Falls das Kind dann die 1×1 Saetze lernt hat es aber immer noch keine Zahlvorstellung sondern eigentlich kontextloses Wissen erworben, was dann z.B. beim Loesen von Sachaufgaben mit z.B. multiplikativem Kontext zu Problemen fuehrt.

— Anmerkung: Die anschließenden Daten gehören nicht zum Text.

//! Webhook related structures

use serde::{Deserialize, Serialize};
use std::borrow::Cow;

use crate::error::{DispatchError, Result};

pub const FORM_CONTENT_TYPE: &str = "application/x-www-form-urlencoded";

/// A GitHub `push` event.
///
/// Deserializes from GitHub's snake_case payload. Serializes with the
/// PascalCase field names argument templates refer to (`.Repo.FullName`,
/// `.HeadCommit.Message`, ...).
#[derive(Debug, Clone, Deserialize, Serialize)]
#[serde(rename_all(serialize = "PascalCase"))]
pub struct PushEvent {
    pub r#ref: Option<String>,
    pub before: Option<String>,
    pub after: Option<String>,
    pub base_ref: Option<String>,
    pub compare: Option<String>,
    pub created: Option<bool>,
    pub deleted: Option<bool>,
    pub forced: Option<bool>,
    pub size: Option<u64>,
    pub distinct_size: Option<u64>,
    #[serde(rename(deserialize = "repository", serialize = "Repo"))]
    pub repo: PushRepository,
    #[serde(default)]
    pub commits: Vec<Commit>,
    pub head_commit: Option<Commit>,
    pub pusher: Option<User>,
    pub sender: Option<User>,
}

impl PushEvent {
    pub fn repository_name(&self) -> &str {
        &self.repo.full_name
    }
}

#[derive(Debug, Clone, Deserialize, Serialize)]
#[serde(rename_all(serialize = "PascalCase"))]
pub struct PushRepository {
    #[serde(rename(serialize = "ID"))]
    pub id: Option<u64>,
    pub name: Option<String>,
    pub full_name: String,
    pub owner: Option<User>,
    pub description: Option<String>,
    pub private: Option<bool>,
    pub fork: Option<bool>,
    pub default_branch: Option<String>,
    pub master_branch: Option<String>,
    #[serde(rename(serialize = "URL"))]
    pub url: Option<String>,
    #[serde(rename(serialize = "HTMLURL"))]
    pub html_url: Option<String>,
    #[serde(rename(serialize = "CloneURL"))]
    pub clone_url: Option<String>,
    #[serde(rename(serialize = "GitURL"))]
    pub git_url: Option<String>,
    #[serde(rename(serialize = "SSHURL"))]
    pub ssh_url: Option<String>,
}

#[derive(Debug, Clone, Deserialize, Serialize)]
#[serde(rename_all(serialize = "PascalCase"))]
pub struct Commit {
    #[serde(rename(serialize = "ID"))]
    pub id: Option<String>,
    #[serde(rename(serialize = "TreeID"))]
    pub tree_id: Option<String>,
    pub distinct: Option<bool>,
    pub message: Option<String>,
    pub timestamp: Option<String>,
    #[serde(rename(serialize = "URL"))]
    pub url: Option<String>,
    pub author: Option<CommitAuthor>,
    pub committer: Option<CommitAuthor>,
    #[serde(default)]
    pub added: Vec<String>,
    #[serde(default)]
    pub removed: Vec<String>,
    #[serde(default)]
    pub modified: Vec<String>,
}

#[derive(Debug, Clone, Deserialize, Serialize)]
#[serde(rename_all(serialize = "PascalCase"))]
pub struct CommitAuthor {
    pub name: Option<String>,
    pub email: Option<String>,
    #[serde(rename(deserialize = "username", serialize = "Login"))]
    pub username: Option<String>,
}

/// Pusher, sender or repository owner.
#[derive(Debug, Clone, Deserialize, Serialize)]
#[serde(rename_all(serialize = "PascalCase"))]
pub struct User {
    #[serde(rename(serialize = "ID"))]
    pub id: Option<u64>,
    pub login: Option<String>,
    pub name: Option<String>,
    pub email: Option<String>,
    #[serde(rename(serialize = "HTMLURL"))]
    pub html_url: Option<String>,
}

/// Returns the bytes holding the event JSON.
///
/// Form-encoded deliveries carry the JSON in the `payload` field; anything else
/// is taken to be the JSON itself.
pub fn extract_payload<'a>(content_type: &str, body: &'a [u8]) -> Result<Cow<'a, [u8]>> {
    if !is_form_content_type(content_type) {
        return Ok(Cow::Borrowed(body));
    }

    validate_form(body)?;
    let fields: Vec<(String, String)> = serde_urlencoded::from_bytes(body)
        .map_err(|e| DispatchError::MalformedForm(e.to_string()))?;

    // A missing payload field decodes as empty JSON and is rejected there.
    let payload = fields
        .into_iter()
        .find(|(key, _)| key == "payload")
        .map(|(_, value)| value)
        .unwrap_or_default();
    Ok(Cow::Owned(payload.into_bytes()))
}

/// Decodes a push event, requiring at least `repository.full_name`.
pub fn parse_push_event(payload: &[u8]) -> Result<PushEvent> {
    Ok(serde_json::from_slice(payload)?)
}

fn is_form_content_type(content_type: &str) -> bool {
    content_type
        .split(';')
        .next()
        .map(|media| media.trim().eq_ignore_ascii_case(FORM_CONTENT_TYPE))
        .unwrap_or(false)
}

/// Applies Go's `url.ParseQuery` rules, which `serde_urlencoded` does not
/// enforce: a `%` must start a two-digit hex escape and `;` is not a separator.
fn validate_form(body: &[u8]) -> Result<()> {
    if body.contains(&b';') {
        return Err(DispatchError::MalformedForm(
            "invalid semicolon separator".to_string(),
        ));
    }

    let mut i = 0;
    while let Some(pos) = body[i..].iter().position(|&b| b == b'%') {
        let at = i + pos;
        match body.get(at + 1..at + 3) {
            Some([hi, lo]) if hi.is_ascii_hexdigit() && lo.is_ascii_hexdigit() => i = at + 3,
            _ => {
                return Err(DispatchError::MalformedForm(format!(
                    "invalid URL escape at byte {}",
                    at
                )));
            }
        }
    }
    Ok(())
}
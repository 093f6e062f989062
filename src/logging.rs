use std::path::PathBuf;
use tracing_appender::non_blocking::{NonBlocking, WorkerGuard};
use tracing_appender::rolling::{RollingFileAppender, Rotation};
use tracing_subscriber::EnvFilter;
use tracing_subscriber::layer::SubscriberExt;
use tracing_subscriber::util::SubscriberInitExt;

use crate::error::{DispatchError, Result};

const DEFAULT_FILTER: &str = "info";
const LOG_FILE_PREFIX: &str = "dispatch_logs";

/// Rolling log files in a directory, written off the request path.
pub struct FileLogger {
    log_directory: PathBuf,
    rotation: Rotation,
}

impl FileLogger {
    pub fn new(log_directory: impl Into<PathBuf>) -> Self {
        Self {
            log_directory: log_directory.into(),
            rotation: Rotation::DAILY,
        }
    }

    pub fn with_rotation(mut self, rotation: Rotation) -> Self {
        self.rotation = rotation;
        self
    }

    /// Creates the log directory and a non-blocking writer into it.
    /// Logs are flushed until the returned guard is dropped.
    pub fn setup_file_logging(&self) -> Result<(NonBlocking, WorkerGuard)> {
        std::fs::create_dir_all(&self.log_directory).map_err(|e| {
            DispatchError::ConfigError(format!(
                "Failed to create log directory '{}': {}",
                self.log_directory.display(),
                e
            ))
        })?;

        let file_appender = RollingFileAppender::new(
            self.rotation.clone(),
            &self.log_directory,
            LOG_FILE_PREFIX,
        );
        Ok(tracing_appender::non_blocking(file_appender))
    }
}

/// Installs the global subscriber: console output plus, when `file_logger` is
/// given, an ANSI-free file layer. Honours `RUST_LOG`.
pub fn setup_logging(file_logger: Option<&FileLogger>) -> Result<Option<WorkerGuard>> {
    let filter =
        EnvFilter::try_from_default_env().unwrap_or_else(|_| EnvFilter::new(DEFAULT_FILTER));

    let (file_layer, guard) = match file_logger {
        Some(logger) => {
            let (writer, guard) = logger.setup_file_logging()?;
            let layer = tracing_subscriber::fmt::layer()
                .with_writer(writer)
                .with_ansi(false);
            (Some(layer), Some(guard))
        }
        None => (None, None),
    };

    tracing_subscriber::registry()
        .with(filter)
        .with(tracing_subscriber::fmt::layer()) // Console output
        .with(file_layer)
        .try_init()
        .map_err(|e| DispatchError::ConfigError(format!("Failed to initialise logging: {}", e)))?;

    Ok(guard)
}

Meiner Meinung nach ist deshalb der bessere Weg, der aber auch aufwendiger ist, zunaechst Zahlvorstellungen aufzubauen (z.B. mit Zehnerfeldkarten oder Punktefeldern).
Wenn dann solche Zahlenbilder als integrierte ordinal-kardinale Konzepte im Kopf vorhanden sind, mit denen das Kind auch mental operieren kann, dann kann man damit langsam Einmaleinsvorstellungen über das Verdoppeln und dann das Vervielfachen sowie über Nachbaraufgaben aufbauen (siehe Konzept Königsaufgaben des 1×1). Dabei muessen dann Grundaufgaben des 1+1 ohne großen mentalen Aufwand referiert werden koennen, um dann daraus das mentale Konzept 1×1/Multiplikation aufbauen zu können. Das ist also ein integriertes Konzept mit vielen Facetten.
Ein weiterer Ansatz, falls das Kind wirklich unter Gedaechtnisschwierigkeiten leidet (das muesste man pruefen – auch ob das Kurzzeit- oder eher Langzeitgedaechtnis betroffen ist, da dies ganz unterschiedliche Auswirkungen hat) waere Gedaechtnisuebungen und Konzentrationsuebungen durchzufuehren, also an den Ursachen zu arbeiten und nicht an den aktuellen Symptomen.

Fazit: es ist schwierig, eine Ferndiagnose zu stellen!